O estudo, que foi realizado entre março e maio de 2013, e envolveu 77 crianças e adolescentes com idades entre os oito e os 17 anos, pretendeu analisar o modo como as crianças observam a atual crise e sentem o seu impacto no dia-a-dia.

«As crianças consideram que os adultos estão pressionados pelo trabalho ou pela falta dele e falam das dificuldades em assegurar o consumo de bens essenciais», refere o estudo a que a Lusa teve acesso e que integra o primeiro relatório publicado do Comité Português para a Unicef «As Crianças e a Crise em Portugal – Vozes de Crianças, Políticas Públicas e Indicadores Sociais, 2013», que analisa a realidade desta população em Portugal num contexto de crise.


Segundo o estudo, as crianças de famílias menos afetadas pela crise apontam estratégias de racionalização de gastos, como não comprar a mais, comprar marcas brancas , ir menos a restaurantes ou reduzir os presentes no Natal, e têm maior consciência sobre a necessidade de contenção relativamente e de poupança.

as crianças de famílias em situação de vulnerabilidade económica referem cortes significativos no consumo de alguns alimentos essenciais como carne, peixe e iogurtes , cortes em vestuário e calçado, assim como mudanças de casa, cortes nas atividades extracurriculares e mais dificuldades para pagar as contas.

Quando questionadas sobre o que desejam para si ou para a sua família no futuro um número significativo de crianças e adolescentes referem um emprego estável e «um rendimento que lhes permita viver mais desafogados e ter saúde e bem-estar».

Salientam também o papel dos avós, que algumas vezes ajudam os pais financeiramente. Contudo, o estudo observa que «a geração dos avós está a ter mais dificuldade em assegurar o apoio às gerações mais novas devido a problemas económicos».


O relatório sublinha que «o aumento das desigualdades sociais e diminuição da qualidade de vida tem tido consequências muito significativas no bem-estar e no gozo efetivo dos direitos das crianças que vivem em Portugal».

«As crianças e adolescentes que deram o seu contributo para este estudo consideram que Portugal é hoje um Estado pobre, desigual e injusto e partilham descrédito pela política e pelos políticos», salienta.

Em conclusão, as crianças portuguesas reconhecem a crise como um problema, sentem que os adultos estão a sofrer com o desemprego e a falta de rendimentos e consideram que isso afetou o seu quotidiano, segundo a Unicef.

« Mais do que espectadores passivos da vida familiar ou social, as crianças revelam-se observadores atentos e preocupados com o quotidiano dos pais ou cuidadores », salienta o estudo, a que a agência Lusa teve acesso.

A crise parece ter ainda para muitas crianças um impacto nas relações familiares, tanto ao nível da relação conjugal como da relação pais-filhos». 

A Unicef afirma que é «neste clima de incerteza e instabilidade que as crianças constroem valores sociais, como solidariedade e respeito, e criam perceções sobre o país, o Estado e o mundo».

As crianças manifestaram-se «claramente sensíveis» às questões da igualdade e justiça sociais e sugerem que «para vencer a crise é preciso mudança».

Para a Unicef, é preciso ouvir a voz das crianças e as suas opiniões sobre os problemas que as afetam.

«Além de ser um direito, e como tal uma obrigação da sociedade e de todos os seus agentes, constitui um elemento indispensável quando analisamos a sua situação e o contexto em que vivem.
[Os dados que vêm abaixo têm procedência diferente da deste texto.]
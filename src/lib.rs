//! # Shipline - build and deployment orchestration
//!
//! Shipline drives the external toolchain (npm, Maven, Docker, PowerShell)
//! through a fixed sequence of stages to build and ship a service, either to
//! the local container engine or to a remote environment via a deploy script.
//!
//! ## Features
//!
//! - **Bounded commands**: every external tool runs with a timeout and its
//!   outcome is classified as success, failure, soft failure or timeout
//! - **Health polling**: local deployments are polled until the service
//!   answers or the attempt and time budgets run out
//! - **Stage pipeline**: targets resolve to an ordered stage list that stops
//!   at the first failure and reports which stage failed
//!
//! ## Example
//!
//! ```rust,no_run
//! use shipline::{Config, RunOptions, Service, TargetStage, run_pipeline};
//!
//! let options = RunOptions::new(Service::LottoApi, TargetStage::FrontendBuild);
//! let (_state, report) = run_pipeline(&Config::default(), options);
//! println!("success: {}", report.success);
//! ```

#![warn(missing_docs)]
#![warn(clippy::all)]
#![warn(clippy::pedantic)]
#![cfg_attr(test, allow(clippy::unwrap_used))]

pub mod deploy;
pub mod executor;
pub mod health;
pub mod infrastructure;
pub mod pipeline;

// Prelude module for common imports
pub mod prelude;

#[cfg(test)]
mod testing;

// Re-export commonly used types
pub use deploy::run_pipeline;
pub use executor::{CommandExecutor, CommandRunner, ExecOptions, ExecutionResult, WorkingContext};
pub use health::{HealthPoller, PollConfig, PollOutcome};
pub use infrastructure::{Config, ConfigError, MetricsCollector, init_logging};
pub use pipeline::{
    PipelineController, PipelineError, PipelineReport, PipelineState, RunOptions, Service, Stage,
    StageResult, TargetStage, Validate,
};

/// Version of the shipline crate.
pub const VERSION: &str = env!("CARGO_PKG_VERSION");
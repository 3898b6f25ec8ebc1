//! Infrastructure layer
//!
//! This module contains external integrations and adapters.

mod artifact;
mod config;
pub mod docker;
mod http;
mod logging;
mod metrics;

pub use artifact::find_latest_artifact;
pub use config::{CONFIG_FILE_NAME, Config, ConfigError};
pub use docker::DockerCli;
pub use http::HttpProbe;
pub use logging::init_logging;
pub use metrics::MetricsCollector;

/// Serde adapter storing a [`std::time::Duration`] as whole seconds
pub(crate) mod serde_secs {
    use serde::{Deserialize, Deserializer, Serializer};
    use std::time::Duration;

    pub fn serialize<S: Serializer>(value: &Duration, serializer: S) -> Result<S::Ok, S::Error> {
        serializer.serialize_u64(value.as_secs())
    }

    pub fn deserialize<'de, D: Deserializer<'de>>(deserializer: D) -> Result<Duration, D::Error> {
        u64::deserialize(deserializer).map(Duration::from_secs)
    }
}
Se, de facto, queremos conhecer as crianças que vivem em Portugal, não podemos prescindir de ouvir as suas opiniões», defende no documento. 
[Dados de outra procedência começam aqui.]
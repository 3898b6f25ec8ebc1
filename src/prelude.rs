//! Prelude module for common imports

// Re-export pipeline types with full paths
pub use crate::pipeline::controller::PipelineController;
pub use crate::pipeline::errors::{PipelineError, StageFailure, ValidationError};
pub use crate::pipeline::options::{RunOptions, TimeoutPolicy};
pub use crate::pipeline::service::{Service, ServiceProfile};
pub use crate::pipeline::stage::{PlanOptions, Stage, StagePlan, TargetStage};
pub use crate::pipeline::steps::{ServiceStages, StageActions, StageEnvironment};
pub use crate::pipeline::types::{PipelineReport, PipelineState, StageResult, Validate};

// Re-export executor and health types
pub use crate::executor::{CommandExecutor, CommandRunner, ExecOptions, ExecutionResult, ExecutorConfig};
pub use crate::health::{ContainerStatus, EndpointProbe, HealthPoller, PollConfig, PollOutcome};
Por tudo isto, o comité português para a Unicef defende a criação de uma Estratégia Nacional para a Erradicação da Pobreza Infantil, como forma de combater um fenómeno que afeta um terço das crianças em Portugal.
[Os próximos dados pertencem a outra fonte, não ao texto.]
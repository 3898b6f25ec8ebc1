//! Test doubles shared by unit tests

use crate::executor::{CommandRunner, ExecOptions, ExecutionResult};
use std::cell::RefCell;
use std::time::Duration;

/// Records every command and answers from substring rules.
///
/// The first rule whose pattern occurs in the command wins; commands with no
/// matching rule exit 0 with empty output.
#[derive(Default)]
pub struct RecordingRunner {
    rules: Vec<(String, Response)>,
    calls: RefCell<Vec<(String, ExecOptions)>>,
}

#[derive(Clone)]
enum Response {
    Exit { code: i32, stdout: String, stderr: String },
    Timeout,
}

impl RecordingRunner {
    pub fn new() -> Self {
        Self::default()
    }

    pub fn respond(mut self, pattern: &str, code: i32, stdout: &str) -> Self {
        self.rules.push((
            pattern.to_string(),
            Response::Exit {
                code,
                stdout: stdout.to_string(),
                stderr: String::new(),
            },
        ));
        self
    }

    pub fn fail(mut self, pattern: &str, stderr: &str) -> Self {
        self.rules.push((
            pattern.to_string(),
            Response::Exit {
                code: 1,
                stdout: String::new(),
                stderr: stderr.to_string(),
            },
        ));
        self
    }

    pub fn time_out(mut self, pattern: &str) -> Self {
        self.rules.push((pattern.to_string(), Response::Timeout));
        self
    }

    pub fn commands(&self) -> Vec<String> {
        self.calls.borrow().iter().map(|(command, _)| command.clone()).collect()
    }

    pub fn options_for(&self, pattern: &str) -> Option<ExecOptions> {
        self.calls
            .borrow()
            .iter()
            .find(|(command, _)| command.contains(pattern))
            .map(|(_, options)| options.clone())
    }

    pub fn ran(&self, pattern: &str) -> bool {
        self.calls.borrow().iter().any(|(command, _)| command.contains(pattern))
    }
}

impl CommandRunner for RecordingRunner {
    fn execute(&self, command: &str, options: &ExecOptions) -> ExecutionResult {
        self.calls
            .borrow_mut()
            .push((command.to_string(), options.clone()));

        let response = self
            .rules
            .iter()
            .find(|(pattern, _)| command.contains(pattern.as_str()))
            .map(|(_, response)| response.clone());

        match response {
            Some(Response::Timeout) => {
                let timeout = options.timeout.unwrap_or(Duration::from_secs(300));
                ExecutionResult::timed_out(timeout, timeout)
            }
            Some(Response::Exit {
                code,
                stdout,
                stderr,
            }) => ExecutionResult::from_exit(code, stdout, stderr, Duration::ZERO, options.ignore_errors),
            None => ExecutionResult::from_exit(0, String::new(), String::new(), Duration::ZERO, options.ignore_errors),
        }
    }
}

/// Container status that always reports the same state
pub struct FixedStatus(pub crate::health::ContainerState);

impl crate::health::ContainerStatus for FixedStatus {
    fn state(&self, _container: &str) -> Result<crate::health::ContainerState, crate::health::StatusError> {
        Ok(self.0.clone())
    }
}

/// Endpoint probe that always returns the same response
pub struct FixedProbe(pub crate::health::ProbeResponse);

impl crate::health::EndpointProbe for FixedProbe {
    fn probe(&self, _url: &str, _timeout: Duration) -> crate::health::ProbeResponse {
        self.0.clone()
    }
}

/// Counts info-level events emitted on this thread while `f` runs
pub fn count_info_events<T>(f: impl FnOnce() -> T) -> (T, usize) {
    use std::sync::Arc;
    use std::sync::atomic::{AtomicUsize, Ordering};
    use tracing_subscriber::layer::{Context, Layer, SubscriberExt};

    struct InfoCounter(Arc<AtomicUsize>);

    impl<S: tracing::Subscriber> Layer<S> for InfoCounter {
        fn on_event(&self, event: &tracing::Event<'_>, _ctx: Context<'_, S>) {
            if *event.metadata().level() == tracing::Level::INFO {
                self.0.fetch_add(1, Ordering::SeqCst);
            }
        }
    }

    let count = Arc::new(AtomicUsize::new(0));
    let subscriber = tracing_subscriber::registry().with(InfoCounter(Arc::clone(&count)));
    let value = tracing::subscriber::with_default(subscriber, f);
    (value, count.load(Ordering::SeqCst))
}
No entender da Unicef, «apesar de se reconhecer o impacto dramático que a crise económica está a ter nas crianças portuguesas e nas suas famílias, pouco se sabe sobre a situação real das mesmas» e diz mesmo que «nada é dito sobre o que poderia ser feito para proteger os direitos e interesses das crianças no presente e no futuro próximo».

A Unicef enumera uma série de recomendações e logo à cabeça surge a criação de uma Estratégia Nacional para a Erradicação da Pobreza Infantil centrada nos direitos das crianças.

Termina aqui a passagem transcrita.